BRIEF: Could you write out all the records once more, exactly?

[[ RECORDS PROVIDED, beginning ]]

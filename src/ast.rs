//! Abstract syntax tree for marklet documents
//!
//! A [`Document`] is an ordered list of [`Node`]s. Source order is preserved
//! through every stage, and each tree is owned by the parse that built it.

pub mod node;

pub use node::{AstNode, Container, Document, Element, Node, UnknownElement};
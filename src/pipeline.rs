//! End-to-end pipeline: text → tokens → tree → HTML
//!
//! Every run starts from scratch; nothing is cached between inputs. A trace
//! hook can be installed to observe intermediate stages. Without a hook the
//! pipeline has no side effects.
//!
//! ```rust,ignore
//! let mut seen = Vec::new();
//! let html = Pipeline::new()
//!     .with_hook(|trace| seen.push(trace.stage()))
//!     .run("# Hi");
//! ```

use crate::ast::Document;
use crate::emitter::emit;
use crate::lexer::{tokenize, Token};
use crate::parser::parse;

/// An intermediate result handed to the trace hook
#[derive(Debug, Clone, Copy)]
pub enum Trace<'a> {
    Tokens(&'a [Token]),
    Tree(&'a Document),
    Html(&'a str),
}

impl Trace<'_> {
    pub fn stage(&self) -> &'static str {
        match self {
            Trace::Tokens(_) => "tokens",
            Trace::Tree(_) => "tree",
            Trace::Html(_) => "html",
        }
    }
}

type TraceHook<'h> = Box<dyn FnMut(Trace<'_>) + 'h>;

#[derive(Default)]
pub struct Pipeline<'h> {
    hook: Option<TraceHook<'h>>,
}

impl<'h> Pipeline<'h> {
    pub fn new() -> Self {
        Self { hook: None }
    }

    /// Install a hook that is called after each stage
    pub fn with_hook<F>(mut self, hook: F) -> Self
    where
        F: FnMut(Trace<'_>) + 'h,
    {
        self.hook = Some(Box::new(hook));
        self
    }

    fn trace(&mut self, trace: Trace<'_>) {
        if let Some(hook) = self.hook.as_mut() {
            hook(trace);
        }
    }

    pub fn tokenize(&mut self, source: &str) -> Vec<Token> {
        let tokens = tokenize(source);
        self.trace(Trace::Tokens(&tokens));
        tokens
    }

    pub fn parse(&mut self, tokens: &[Token]) -> Document {
        let doc = parse(tokens);
        self.trace(Trace::Tree(&doc));
        doc
    }

    pub fn emit(&mut self, doc: &Document) -> String {
        let html = emit(doc);
        self.trace(Trace::Html(&html));
        html
    }

    /// Tokenize and parse `source`
    pub fn document(&mut self, source: &str) -> Document {
        let tokens = self.tokenize(source);
        self.parse(&tokens)
    }

    /// Run all three stages on `source`
    pub fn run(&mut self, source: &str) -> String {
        let doc = self.document(source);
        self.emit(&doc)
    }
}

/// Convert source text straight to an HTML fragment
pub fn to_html(source: &str) -> String {
    Pipeline::new().run(source)
}
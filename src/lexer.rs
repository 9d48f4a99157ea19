//! Lexer module for the marklet format
//!
//! This module contains the tokenization logic: token definitions, the logos
//! character-class scanner and the delimiter pass that assembles text runs.
//!
//! Tokenization is total. Every input string produces a token stream, and any
//! character without a structural meaning ends up inside a text token.

pub mod delimiters;
pub mod lexer_impl;
pub mod tokens;

pub use lexer_impl::{scan_raw, tokenize, tokenize_with_spans};
pub use tokens::{RawToken, Token, TokenKind};
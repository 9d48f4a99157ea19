//! Parser module for the marklet format
//!
//! This module builds a [`Document`] out of the token stream produced by the
//! [lexer](crate::lexer).
//!
//! ## Testing
//!
//! Parser tests use the fluent assertions in [`testing`](crate::testing).

#[allow(clippy::module_inception)]
pub mod parser;
#[cfg(test)]
mod tests;

pub use crate::ast::{Document, Element, Node};
pub use parser::{parse, Parser};

/// Main parser function that takes source text and returns a parsed document
pub fn parse_document(source: &str) -> Document {
    let tokens = crate::lexer::tokenize(source);
    parse(&tokens)
}
//! HTML emitter
//!
//! Walks a [`Document`] depth first, left to right, and produces an HTML
//! fragment. Emission is pure: the same tree always renders to the same string.
//!
//! Text is written verbatim. Nothing is escaped, so a host that renders
//! untrusted input into a live page has to sanitize the fragment itself.

use crate::ast::{Document, Node};

/// Render a document to an HTML fragment
pub fn emit(doc: &Document) -> String {
    let mut output = String::new();
    emit_nodes(&doc.content, &mut output);
    output
}

/// Render a single node to an HTML fragment
pub fn emit_node(node: &Node) -> String {
    let mut output = String::new();
    write_node(node, &mut output);
    output
}

fn emit_nodes(nodes: &[Node], output: &mut String) {
    for node in nodes {
        write_node(node, output);
    }
}

fn write_node(node: &Node, output: &mut String) {
    match node {
        Node::Heading { level, content } => {
            output.push_str(&format!("<h{}>", level));
            emit_nodes(content, output);
            output.push_str(&format!("</h{}>", level));
        }
        Node::Formatting { element, content } => {
            output.push_str(&format!("<{}>", element.tag()));
            emit_nodes(content, output);
            output.push_str(&format!("</{}>", element.tag()));
        }
        Node::Text { value } => output.push_str(value),
    }
}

[[ RECORDS PROVIDED, end ]]

RESULT OF THE EXERCISE:
filename src/ast.rs
//! Abstract syntax tree for marklet documents
//!
//! A [`Document`] is an ordered list of [`Node`]s. Source order is preserved
//! through every stage, and each tree is owned by the parse that built it.

pub mod node;

pub use node::{AstNode, Container, Document, Element, Node, UnknownElement};
filename src/pipeline.rs
//! End-to-end pipeline: text → tokens → tree → HTML
//!
//! Every run starts from scratch; nothing is cached between inputs. A trace
//! hook can be installed to observe intermediate stages. Without a hook the
//! pipeline has no side effects.
//!
//! ```rust,ignore
//! let mut seen = Vec::new();
//! let html = Pipeline::new()
//!     .with_hook(|trace| seen.push(trace.stage()))
//!     .run("# Hi");
//! ```

use crate::ast::Document;
use crate::emitter::emit;
use crate::lexer::{tokenize, Token};
use crate::parser::parse;

/// An intermediate result handed to the trace hook
#[derive(Debug, Clone, Copy)]
pub enum Trace<'a> {
    Tokens(&'a [Token]),
    Tree(&'a Document),
    Html(&'a str),
}

impl Trace<'_> {
    pub fn stage(&self) -> &'static str {
        match self {
            Trace::Tokens(_) => "tokens",
            Trace::Tree(_) => "tree",
            Trace::Html(_) => "html",
        }
    }
}

type TraceHook<'h> = Box<dyn FnMut(Trace<'_>) + 'h>;

#[derive(Default)]
pub struct Pipeline<'h> {
    hook: Option<TraceHook<'h>>,
}

impl<'h> Pipeline<'h> {
    pub fn new() -> Self {
        Self { hook: None }
    }

    /// Install a hook that is called after each stage
    pub fn with_hook<F>(mut self, hook: F) -> Self
    where
        F: FnMut(Trace<'_>) + 'h,
    {
        self.hook = Some(Box::new(hook));
        self
    }

    fn trace(&mut self, trace: Trace<'_>) {
        if let Some(hook) = self.hook.as_mut() {
            hook(trace);
        }
    }

    pub fn tokenize(&mut self, source: &str) -> Vec<Token> {
        let tokens = tokenize(source);
        self.trace(Trace::Tokens(&tokens));
        tokens
    }

    pub fn parse(&mut self, tokens: &[Token]) -> Document {
        let doc = parse(tokens);
        self.trace(Trace::Tree(&doc));
        doc
    }

    pub fn emit(&mut self, doc: &Document) -> String {
        let html = emit(doc);
        self.trace(Trace::Html(&html));
        html
    }

    /// Tokenize and parse `source`
    pub fn document(&mut self, source: &str) -> Document {
        let tokens = self.tokenize(source);
        self.parse(&tokens)
    }

    /// Run all three stages on `source`
    pub fn run(&mut self, source: &str) -> String {
        let doc = self.document(source);
        self.emit(&doc)
    }
}

/// Convert source text straight to an HTML fragment
pub fn to_html(source: &str) -> String {
    Pipeline::new().run(source)
}
filename src/lexer.rs
repository 9d48f4a99157ea19
//! Lexer module for the marklet format
//!
//! This module contains the tokenization logic: token definitions, the logos
//! character-class scanner and the delimiter pass that assembles text runs.
//!
//! Tokenization is total. Every input string produces a token stream, and any
//! character without a structural meaning ends up inside a text token.

pub mod delimiters;
pub mod lexer_impl;
pub mod tokens;

pub use lexer_impl::{scan_raw, tokenize, tokenize_with_spans};
pub use tokens::{RawToken, Token, TokenKind};
repository 9d48f4a99157ea19
//! Parser module for the marklet format
//!
//! This module builds a [`Document`] out of the token stream produced by the
//! [lexer](crate::lexer).
//!
//! ## Testing
//!
//! Parser tests use the fluent assertions in [`testing`](crate::testing).

#[allow(clippy::module_inception)]
pub mod parser;
#[cfg(test)]
mod tests;

pub use crate::ast::{Document, Element, Node};
pub use parser::{parse, Parser};

/// Main parser function that takes source text and returns a parsed document
pub fn parse_document(source: &str) -> Document {
    let tokens = crate::lexer::tokenize(source);
    parse(&tokens)
}
//! HTML emitter
//!
//! Walks a [`Document`] depth first, left to right, and produces an HTML
//! fragment. Emission is pure: the same tree always renders to the same string.
//!
//! Text is written verbatim. Nothing is escaped, so a host that renders
//! untrusted input into a live page has to sanitize the fragment itself.

use crate::ast::{Document, Node};

/// Render a document to an HTML fragment
pub fn emit(doc: &Document) -> String {
    let mut output = String::new();
    emit_nodes(&doc.content, &mut output);
    output
}

/// Render a single node to an HTML fragment
pub fn emit_node(node: &Node) -> String {
    let mut output = String::new();
    write_node(node, &mut output);
    output
}

fn emit_nodes(nodes: &[Node], output: &mut String) {
    for node in nodes {
        write_node(node, output);
    }
}

fn write_node(node: &Node, output: &mut String) {
    match node {
        Node::Heading { level, content } => {
            output.push_str(&format!("<h{}>", level));
            emit_nodes(content, output);
            output.push_str(&format!("</h{}>", level));
        }
        Node::Formatting { element, content } => {
            output.push_str(&format!("<{}>", element.tag()));
            emit_nodes(content, output);
            output.push_str(&format!("</{}>", element.tag()));
        }
        Node::Text { value } => output.push_str(value),
    }
}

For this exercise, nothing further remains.